■ **Your task**:
Please go over the material below and count each line with the string "health", giving only the total.

■ **Information supplied**:
──────────

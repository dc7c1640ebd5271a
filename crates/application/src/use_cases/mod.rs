pub mod resolve;

pub use resolve::{Lookup, LookupRequest, ResolveNameUseCase};
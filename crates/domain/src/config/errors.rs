#[derive(Debug, thiserror::Error)]
pub enum ConfigError {
    #[error("Failed to read config file {0}: {1}")]
    FileRead(String, String),

    #[error("Failed to parse config: {0}")]
    Parse(String),

    #[error("Configuration validation error: {0}")]
    Validation(String),
}
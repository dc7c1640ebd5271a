pub mod forwarding;
pub mod resolver;
pub mod scheduler;
pub mod transport;

pub use forwarding::{
    MessageBuilder, QueryIdGenerator, RecordTypeMapper, ResponseValidator, Validation, WireCodec,
};
pub use resolver::DnsClient;
pub use scheduler::{AttemptScheduler, FailoverStrategy, ParallelStrategy};
pub use transport::{
    ExchangeRequest, NetworkExchanger, QueryExchanger, TransportKind, TransportResponse,
};
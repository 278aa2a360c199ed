//! Messages, responses and the backend abstraction

mod health;
mod message;
mod provider;
mod request;
mod response;
mod settings;
pub mod validation;

pub use health::{HealthStatus, ModelCatalog, ProviderHealth, ResponderHealth};
pub use message::{Message, MessageRole, PromptMessage};
pub use provider::{ChunkStream, DeltaStream, LlmBackend};
pub use request::{CompletionRequest, CompletionRequestBuilder, DEFAULT_SYSTEM_PROMPT};
pub use response::{AiResponse, Completion, CompletionDelta, ResponseStatus, StreamChunk, Usage};
pub use settings::{ConfigOverrides, GenerationSettings, ProviderKind, ProviderSettings};

#[cfg(test)]
pub use provider::mock::ScriptedBackend;
//! Prometheus metrics infrastructure

use std::sync::Arc;
use std::time::Duration;

use axum::{extract::State, response::IntoResponse, routing::get, Router};
use metrics::{counter, gauge, histogram};
use metrics_exporter_prometheus::{PrometheusBuilder, PrometheusHandle};
use once_cell::sync::Lazy;
use regex::Regex;

use super::config::MetricsConfig;

static UUID_SEGMENT: Lazy<Regex> = Lazy::new(|| {
    Regex::new(r"[0-9a-f]{8}-[0-9a-f]{4}-[0-9a-f]{4}-[0-9a-f]{4}-[0-9a-f]{12}")
        .expect("uuid pattern compiles")
});

static NUMERIC_SEGMENT: Lazy<Regex> = Lazy::new(|| {
    Regex::new(r"/\d+(/|$)").expect("numeric pattern compiles")
});

const MAX_PATH_LABEL_LEN: usize = 50;

/// Prometheus metrics handle for serving metrics endpoint
#[derive(Clone)]
pub struct PrometheusMetrics {
    handle: Arc<PrometheusHandle>,
}

impl PrometheusMetrics {
    /// Get the metrics as a string for the /metrics endpoint
    pub fn render(&self) -> String {
        self.handle.render()
    }
}

impl std::fmt::Debug for PrometheusMetrics {
    fn fmt(&self, f: &mut std::fmt::Formatter<'_>) -> std::fmt::Result {
        f.debug_struct("PrometheusMetrics").finish_non_exhaustive()
    }
}

/// Install the global Prometheus recorder.
///
/// Returns `None` when metrics are disabled or a recorder is already
/// installed for this process.
pub fn init_metrics(config: &MetricsConfig) -> Option<PrometheusMetrics> {
    if !config.enabled {
        tracing::info!("Prometheus metrics disabled");
        return None;
    }

    match PrometheusBuilder::new().install_recorder() {
        Ok(handle) => {
            gauge!("ai_relay_info", "version" => env!("CARGO_PKG_VERSION")).set(1.0);
            tracing::info!(path = %config.path, "Prometheus metrics initialized");

            Some(PrometheusMetrics {
                handle: Arc::new(handle),
            })
        }
        Err(e) => {
            tracing::error!(error = %e, "Failed to initialize Prometheus metrics");
            None
        }
    }
}

/// Router serving the rendered metrics at `path`
pub fn create_metrics_router(metrics: PrometheusMetrics, path: &str) -> Router {
    Router::new()
        .route(path, get(metrics_handler))
        .with_state(metrics)
}

async fn metrics_handler(State(metrics): State<PrometheusMetrics>) -> impl IntoResponse {
    metrics.render()
}

/// Record an HTTP request metric
pub fn record_http_request(method: &str, path: &str, status: u16, duration: Duration) {
    let labels = [
        ("method", method.to_string()),
        ("path", sanitize_path(path)),
        ("status", status.to_string()),
    ];

    counter!("ai_relay_http_requests_total", &labels).increment(1);
    histogram!("ai_relay_http_request_duration_seconds", &labels).record(duration.as_secs_f64());
}

/// Record one backend call made by the provider capability
pub fn record_provider_request(
    provider: &str,
    model: &str,
    success: bool,
    duration: Duration,
    tokens: u32,
) {
    let labels = [
        ("provider", provider.to_string()),
        ("model", model.to_string()),
        ("status", outcome_label(success).to_string()),
    ];

    counter!("ai_relay_provider_requests_total", &labels).increment(1);
    histogram!("ai_relay_provider_request_duration_seconds", &labels)
        .record(duration.as_secs_f64());

    if tokens > 0 {
        counter!("ai_relay_tokens_total", &labels).increment(u64::from(tokens));
    }
}

/// Record one relay attempt; attempts after the first also count as retries
pub fn record_relay_attempt(operation: &str, attempt: u32, success: bool) {
    let labels = [
        ("operation", operation.to_string()),
        ("status", outcome_label(success).to_string()),
    ];

    counter!("ai_relay_relay_attempts_total", &labels).increment(1);

    if attempt > 1 {
        counter!("ai_relay_relay_retries_total", "operation" => operation.to_string())
            .increment(1);
    }
}

fn outcome_label(success: bool) -> &'static str {
    if success {
        "success"
    } else {
        "error"
    }
}

/// Sanitize URL path for metric labels (remove IDs, limit cardinality)
fn sanitize_path(path: &str) -> String {
    let path = UUID_SEGMENT.replace_all(path, "{id}");
    let path = NUMERIC_SEGMENT.replace_all(&path, "/{id}$1");

    path.chars().take(MAX_PATH_LABEL_LEN).collect()
}

#[cfg(test)]
mod tests {
    use super::*;

    #[test]
    fn test_sanitize_path_uuid() {
        let path = "/history/550e8400-e29b-41d4-a716-446655440000";
        assert_eq!(sanitize_path(path), "/history/{id}");
    }

    #[test]
    fn test_sanitize_path_numeric_id() {
        assert_eq!(sanitize_path("/history/123/entry"), "/history/{id}/entry");
        assert_eq!(sanitize_path("/history/42"), "/history/{id}");
    }

    #[test]
    fn test_sanitize_path_no_id() {
        assert_eq!(sanitize_path("/send/stream"), "/send/stream");
    }

    #[test]
    fn test_sanitize_path_truncates_long_paths() {
        let path = "/very/long/path/that/exceeds/the/maximum/allowed/length/for/metrics";
        assert_eq!(sanitize_path(path).len(), MAX_PATH_LABEL_LEN);
    }

    #[test]
    fn test_recording_without_recorder_is_noop() {
        record_http_request("POST", "/process", 200, Duration::from_millis(5));
        record_provider_request("mock", "mock-model", true, Duration::from_millis(5), 12);
        record_relay_attempt("send_message", 2, false);
    }

    #[test]
    fn test_disabled_metrics_are_not_installed() {
        let config = MetricsConfig {
            enabled: false,
            ..MetricsConfig::default()
        };

        assert!(init_metrics(&config).is_none());
    }
}
//! Provider selection and runtime generation settings

use std::fmt;
use std::str::FromStr;

use serde::{Deserialize, Serialize};

use super::validation::{validate_max_tokens, validate_model, validate_temperature};
use crate::domain::DomainError;

/// The backend family a responder talks to
#[derive(Debug, Clone, Copy, PartialEq, Eq, Hash, Default, Serialize, Deserialize)]
#[serde(rename_all = "lowercase")]
pub enum ProviderKind {
    #[default]
    Mock,
    OpenAi,
    Bedrock,
}

impl ProviderKind {
    pub fn as_str(&self) -> &'static str {
        match self {
            Self::Mock => "mock",
            Self::OpenAi => "openai",
            Self::Bedrock => "bedrock",
        }
    }

    /// Model used when neither the message nor the runtime settings name one
    pub fn default_model(&self) -> &'static str {
        match self {
            Self::Mock => "mock-model",
            Self::OpenAi => "gpt-4",
            Self::Bedrock => "anthropic.claude-3-haiku-20240307-v1:0",
        }
    }

    /// Models advertised for this backend family
    pub fn known_models(&self) -> &'static [&'static str] {
        match self {
            Self::Mock => &["mock-model"],
            Self::OpenAi => &[
                "gpt-4",
                "gpt-4-turbo",
                "gpt-4o",
                "gpt-4o-mini",
                "gpt-3.5-turbo",
            ],
            Self::Bedrock => &[
                "anthropic.claude-3-5-sonnet-20241022-v2:0",
                "anthropic.claude-3-5-sonnet-20240620-v1:0",
                "anthropic.claude-3-5-haiku-20241022-v1:0",
                "anthropic.claude-3-sonnet-20240229-v1:0",
                "anthropic.claude-3-haiku-20240307-v1:0",
                "anthropic.claude-3-opus-20240229-v1:0",
            ],
        }
    }
}

impl fmt::Display for ProviderKind {
    fn fmt(&self, f: &mut fmt::Formatter<'_>) -> fmt::Result {
        f.write_str(self.as_str())
    }
}

impl FromStr for ProviderKind {
    type Err = DomainError;

    fn from_str(s: &str) -> Result<Self, Self::Err> {
        match s.trim().to_ascii_lowercase().as_str() {
            "mock" => Ok(Self::Mock),
            "openai" | "open_ai" => Ok(Self::OpenAi),
            "bedrock" | "aws" => Ok(Self::Bedrock),
            other => Err(DomainError::invalid_config(format!(
                "Unknown provider '{}': expected mock, openai or bedrock",
                other
            ))),
        }
    }
}

/// Mutable defaults applied to messages that do not override them
#[derive(Debug, Clone, PartialEq, Serialize, Deserialize)]
#[serde(rename_all = "camelCase")]
pub struct GenerationSettings {
    pub default_model: String,
    pub temperature: f32,
    pub max_tokens: u32,
}

impl GenerationSettings {
    pub fn new(default_model: impl Into<String>, temperature: f32, max_tokens: u32) -> Self {
        Self {
            default_model: default_model.into(),
            temperature,
            max_tokens,
        }
    }

    pub fn for_provider(kind: ProviderKind) -> Self {
        Self {
            default_model: kind.default_model().to_string(),
            ..Self::default()
        }
    }

    pub fn validate(&self) -> Result<(), DomainError> {
        validate_model(&self.default_model)
            .and_then(|_| validate_temperature(self.temperature))
            .and_then(|_| validate_max_tokens(self.max_tokens))
            .map_err(|e| DomainError::invalid_config(e.to_string()))
    }
}

impl Default for GenerationSettings {
    fn default() -> Self {
        Self {
            default_model: ProviderKind::Mock.default_model().to_string(),
            temperature: 0.7,
            max_tokens: 1000,
        }
    }
}

/// Partial update of the runtime settings
#[derive(Debug, Clone, Default, PartialEq, Serialize, Deserialize)]
#[serde(rename_all = "camelCase")]
pub struct ConfigOverrides {
    #[serde(default, alias = "model", skip_serializing_if = "Option::is_none")]
    pub default_model: Option<String>,

    #[serde(default, skip_serializing_if = "Option::is_none")]
    pub temperature: Option<f32>,

    #[serde(default, alias = "max_tokens", skip_serializing_if = "Option::is_none")]
    pub max_tokens: Option<u32>,
}

impl ConfigOverrides {
    pub fn is_empty(&self) -> bool {
        self.default_model.is_none() && self.temperature.is_none() && self.max_tokens.is_none()
    }

    /// Produce the updated settings, or an error without touching anything
    /// if any single field is out of range.
    pub fn apply_to(&self, settings: &GenerationSettings) -> Result<GenerationSettings, DomainError> {
        let updated = GenerationSettings {
            default_model: self
                .default_model
                .clone()
                .unwrap_or_else(|| settings.default_model.clone()),
            temperature: self.temperature.unwrap_or(settings.temperature),
            max_tokens: self.max_tokens.unwrap_or(settings.max_tokens),
        };

        updated.validate()?;
        Ok(updated)
    }
}

/// Runtime settings as reported by a responder
#[derive(Debug, Clone, PartialEq, Serialize, Deserialize)]
#[serde(rename_all = "camelCase")]
pub struct ProviderSettings {
    pub provider: ProviderKind,
    #[serde(flatten)]
    pub settings: GenerationSettings,
}

impl ProviderSettings {
    pub fn new(provider: ProviderKind, settings: GenerationSettings) -> Self {
        Self { provider, settings }
    }
}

──────────

■ **Completed exercise**:
2